Historic district in Ohio, United States

The Mount Pleasant Historic District encompasses the historic center of the village of Mount Pleasant, Ohio. Founded in 1803 by anti-slavery Quakers, the village was an early center of abolitionist activity and a well-known haven for fugitive slaves on the Underground Railroad. The village center is relatively little altered since the antebellum period. The district was listed on the National Register of Historic Districts in 1974, and was designated a National Historic Landmark in 2005.

==Description and history==
The town of Mount Pleasant was established in 1803 by Robert Carothers, an Irishman from Virginia, and Jesse Thomas, a Quaker from North Carolina. The town was founded in part out of anti-slavery sentiment by North Carolina Quakers who specifically sought a place where their slaves could be freed. The town was platted in 1803, and its original street and lot plan are intact from this period, organized around the intersection of Union and Concord Streets. Additional areas west of the original plat were added in 1815 and 1817, the town has experienced growth as a supply center for the War of 1812. Although the town boasted a mix of residential and commercial properties on its main roads in the 1820s, it is now almost entirely residential. Prominent non-residential buildings include the Friends Meetinghouse built by the Quakers in 1814 to house the first yearly meeting established west of the Allegheny Mountains.

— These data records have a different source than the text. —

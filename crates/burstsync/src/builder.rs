//! Builds a burst synchronizer

use thiserror::Error;

use crate::syncword::SyncSpec;
use crate::synchronizer::{BurstSynchronizer, ReadMode, SyncMode};

/// Configuration error
///
/// Raised by [`BurstSynchronizerBuilder::build`] before any bit is
/// processed. The per-bit processing path never raises; a
/// synchronizer that builds successfully runs for its lifetime.
#[derive(Clone, Debug, Error, PartialEq, Eq)]
pub enum ConfigError {
    /// The syncword text is neither a binary nor a hexadecimal literal
    #[error("unable to parse syncword \"{0}\" (must be base 2 or 16)")]
    UnparsableSyncword(String),

    /// The syncword does not fit the 64-bit correlation register
    #[error("syncword is {0} bits long (max of 64 bits)")]
    SyncwordTooLong(usize),

    /// An empty access code only makes sense under a strict lock
    #[error("access code must not be empty outside of strict read mode")]
    EmptyAccessCode,

    /// The burst cannot hold both of its syncwords
    #[error("burst length of {burst_len} is shorter than the syncwords ({syncword_bits} bits)")]
    BurstTooShort { burst_len: u32, syncword_bits: u32 },
}

/// Builds a [`BurstSynchronizer`]
///
/// The only mandatory parameter is the total burst length, in bits.
/// Every other option has a neutral default: no tail syncword, no
/// tolerated bit errors, syncwords kept in the output, and the strict
/// read mode. Note that the default *access code* is empty, which
/// only builds in strict mode; any other read mode requires
/// [`with_access_code()`](Self::with_access_code).
///
/// Configuration is fixed at build time. A built synchronizer cannot
/// be re-tuned; build a new one instead.
#[derive(Clone, Debug, PartialEq, Eq)]
pub struct BurstSynchronizerBuilder {
    access_code: String,
    tail_sync: String,
    burst_len: u32,
    threshold: u32,
    sync_mode: SyncMode,
    read_mode: ReadMode,
}

impl BurstSynchronizerBuilder {
    /// New builder for bursts of `burst_len` bits
    ///
    /// The burst length counts every bit of the burst, including the
    /// head and tail syncwords.
    pub fn new(burst_len: u32) -> Self {
        Self {
            access_code: String::new(),
            tail_sync: String::new(),
            burst_len,
            threshold: 0,
            sync_mode: SyncMode::Keep,
            read_mode: ReadMode::Strict,
        }
    }

    /// Build a synchronizer
    ///
    /// Parses the syncword texts and checks every configuration
    /// invariant. Once built, the synchronizer is immediately ready
    /// to process bits.
    pub fn build(&self) -> Result<BurstSynchronizer, ConfigError> {
        BurstSynchronizer::try_from(self)
    }

    /// Head syncword marking the start of a burst
    ///
    /// `code` is a binary literal (optionally prefixed `0b`) or a
    /// hexadecimal literal (prefixed `0x`) of at most 64 bits. The
    /// empty string disables head detection, which is only permitted
    /// in [`ReadMode::Strict`].
    pub fn with_access_code(&mut self, code: &str) -> &mut Self {
        self.access_code = code.to_owned();
        self
    }

    /// Tail syncword expected at the end of a burst
    ///
    /// Same text format as the access code. The empty string (the
    /// default) disables tail checking entirely; any burst that
    /// reaches full length is then emitted.
    pub fn with_tail_sync(&mut self, tail: &str) -> &mut Self {
        self.tail_sync = tail.to_owned();
        self
    }

    /// Maximum tolerated bit errors in a syncword match
    ///
    /// Applies to the head and tail checks alike, in both polarities.
    /// When choosing a value, mind the correlation sidelobes of your
    /// syncword: shifted copies of many codes land only a few bit
    /// errors away, and a generous threshold will admit them.
    pub fn with_threshold(&mut self, threshold: u32) -> &mut Self {
        self.threshold = threshold;
        self
    }

    /// Syncword disposition on emission
    pub fn with_sync_mode(&mut self, mode: SyncMode) -> &mut Self {
        self.sync_mode = mode;
        self
    }

    /// Detection and overlap policy
    pub fn with_read_mode(&mut self, mode: ReadMode) -> &mut Self {
        self.read_mode = mode;
        self
    }

    /// Head syncword text
    pub fn access_code(&self) -> &str {
        &self.access_code
    }

    /// Tail syncword text
    pub fn tail_sync(&self) -> &str {
        &self.tail_sync
    }

    /// Total burst length, in bits
    pub fn burst_len(&self) -> u32 {
        self.burst_len
    }

    /// Maximum tolerated bit errors
    pub fn threshold(&self) -> u32 {
        self.threshold
    }

    /// Syncword disposition
    pub fn sync_mode(&self) -> SyncMode {
        self.sync_mode
    }

    /// Detection and overlap policy
    pub fn read_mode(&self) -> ReadMode {
        self.read_mode
    }

    // Parse both syncword texts and enforce the construction
    // invariants that relate them to the rest of the configuration.
    pub(crate) fn parse_syncwords(&self) -> Result<(SyncSpec, SyncSpec), ConfigError> {
        let access = SyncSpec::parse(&self.access_code)?;
        let tail = SyncSpec::parse(&self.tail_sync)?;

        if access.is_empty() && self.read_mode != ReadMode::Strict {
            return Err(ConfigError::EmptyAccessCode);
        }
        let syncword_bits = access.len() + tail.len();
        if self.burst_len < syncword_bits {
            return Err(ConfigError::BurstTooShort {
                burst_len: self.burst_len,
                syncword_bits,
            });
        }

        Ok((access, tail))
    }
}

#[cfg(test)]
mod tests {
    use super::*;

    #[test]
    fn test_build_minimal() {
        let uut = BurstSynchronizerBuilder::new(16)
            .with_access_code("0b10110100")
            .build()
            .unwrap();
        assert_eq!(uut.burst_len(), 16);
        assert_eq!(uut.sync_mode(), SyncMode::Keep);
        assert_eq!(uut.read_mode(), ReadMode::Strict);
        assert_eq!(uut.bit_count(), 0);
    }

    #[test]
    fn test_getters_roundtrip() {
        let mut builder = BurstSynchronizerBuilder::new(32);
        builder
            .with_access_code("0xb4")
            .with_tail_sync("0001")
            .with_threshold(1)
            .with_sync_mode(SyncMode::Fix)
            .with_read_mode(ReadMode::Reset);

        assert_eq!(builder.access_code(), "0xb4");
        assert_eq!(builder.tail_sync(), "0001");
        assert_eq!(builder.burst_len(), 32);
        assert_eq!(builder.threshold(), 1);
        assert_eq!(builder.sync_mode(), SyncMode::Fix);
        assert_eq!(builder.read_mode(), ReadMode::Reset);
        assert!(builder.build().is_ok());
    }

    #[test]
    fn test_empty_access_requires_strict() {
        // strict mode tolerates an empty access code
        assert!(BurstSynchronizerBuilder::new(16).build().is_ok());

        assert_eq!(
            BurstSynchronizerBuilder::new(16)
                .with_read_mode(ReadMode::Permissive)
                .build()
                .unwrap_err(),
            ConfigError::EmptyAccessCode
        );
        assert_eq!(
            BurstSynchronizerBuilder::new(16)
                .with_read_mode(ReadMode::Reset)
                .build()
                .unwrap_err(),
            ConfigError::EmptyAccessCode
        );
    }

    #[test]
    fn test_burst_shorter_than_syncwords() {
        let err = BurstSynchronizerBuilder::new(8)
            .with_access_code("000101001010101")
            .with_tail_sync("0101011100111")
            .with_read_mode(ReadMode::Permissive)
            .build()
            .unwrap_err();
        assert_eq!(
            err,
            ConfigError::BurstTooShort {
                burst_len: 8,
                syncword_bits: 28
            }
        );

        // head and tail together may fill the burst exactly
        assert!(BurstSynchronizerBuilder::new(28)
            .with_access_code("000101001010101")
            .with_tail_sync("0101011100111")
            .with_read_mode(ReadMode::Permissive)
            .build()
            .is_ok());
    }

    #[test]
    fn test_unparsable_syncwords() {
        assert!(matches!(
            BurstSynchronizerBuilder::new(8)
                .with_access_code("7")
                .build()
                .unwrap_err(),
            ConfigError::UnparsableSyncword(_)
        ));
        assert!(matches!(
            BurstSynchronizerBuilder::new(8)
                .with_access_code("1010")
                .with_tail_sync("one zero one")
                .build()
                .unwrap_err(),
            ConfigError::UnparsableSyncword(_)
        ));
    }

    #[test]
    fn test_syncword_too_long() {
        let long = "1".repeat(65);
        assert_eq!(
            BurstSynchronizerBuilder::new(128)
                .with_access_code(&long)
                .build()
                .unwrap_err(),
            ConfigError::SyncwordTooLong(65)
        );
    }

    #[test]
    fn test_error_display() {
        let err = ConfigError::UnparsableSyncword("7".to_owned());
        assert!(err.to_string().contains("base 2 or 16"));

        let err = ConfigError::BurstTooShort {
            burst_len: 8,
            syncword_bits: 28,
        };
        assert!(err.to_string().contains("shorter than the syncwords"));
    }
}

The village is important for the role it played in the antislavery movement and the Underground Railroad. From an early date, the strong Quaker population in Mount Pleasant preached and practiced its abolitionist views and published antislavery literature, such as Benjamin Lundy's "Genius of Universal Emancipation." A station on the Underground Railroad, the town was a refuge for fugitive slaves and a welcome home for free blacks. Residents built and administered a school for free black children, and in 1848 established a Free Produce Store which sold no products produced by slave labor. The town was also integrated to some degree, with African-American living among whites, generally as servants. African Americans also owned property, but this was generally in the outlying areas of the community. The village's economic fortunes stagnated after the American Civil War came to an end because it was bypassed by the railroads.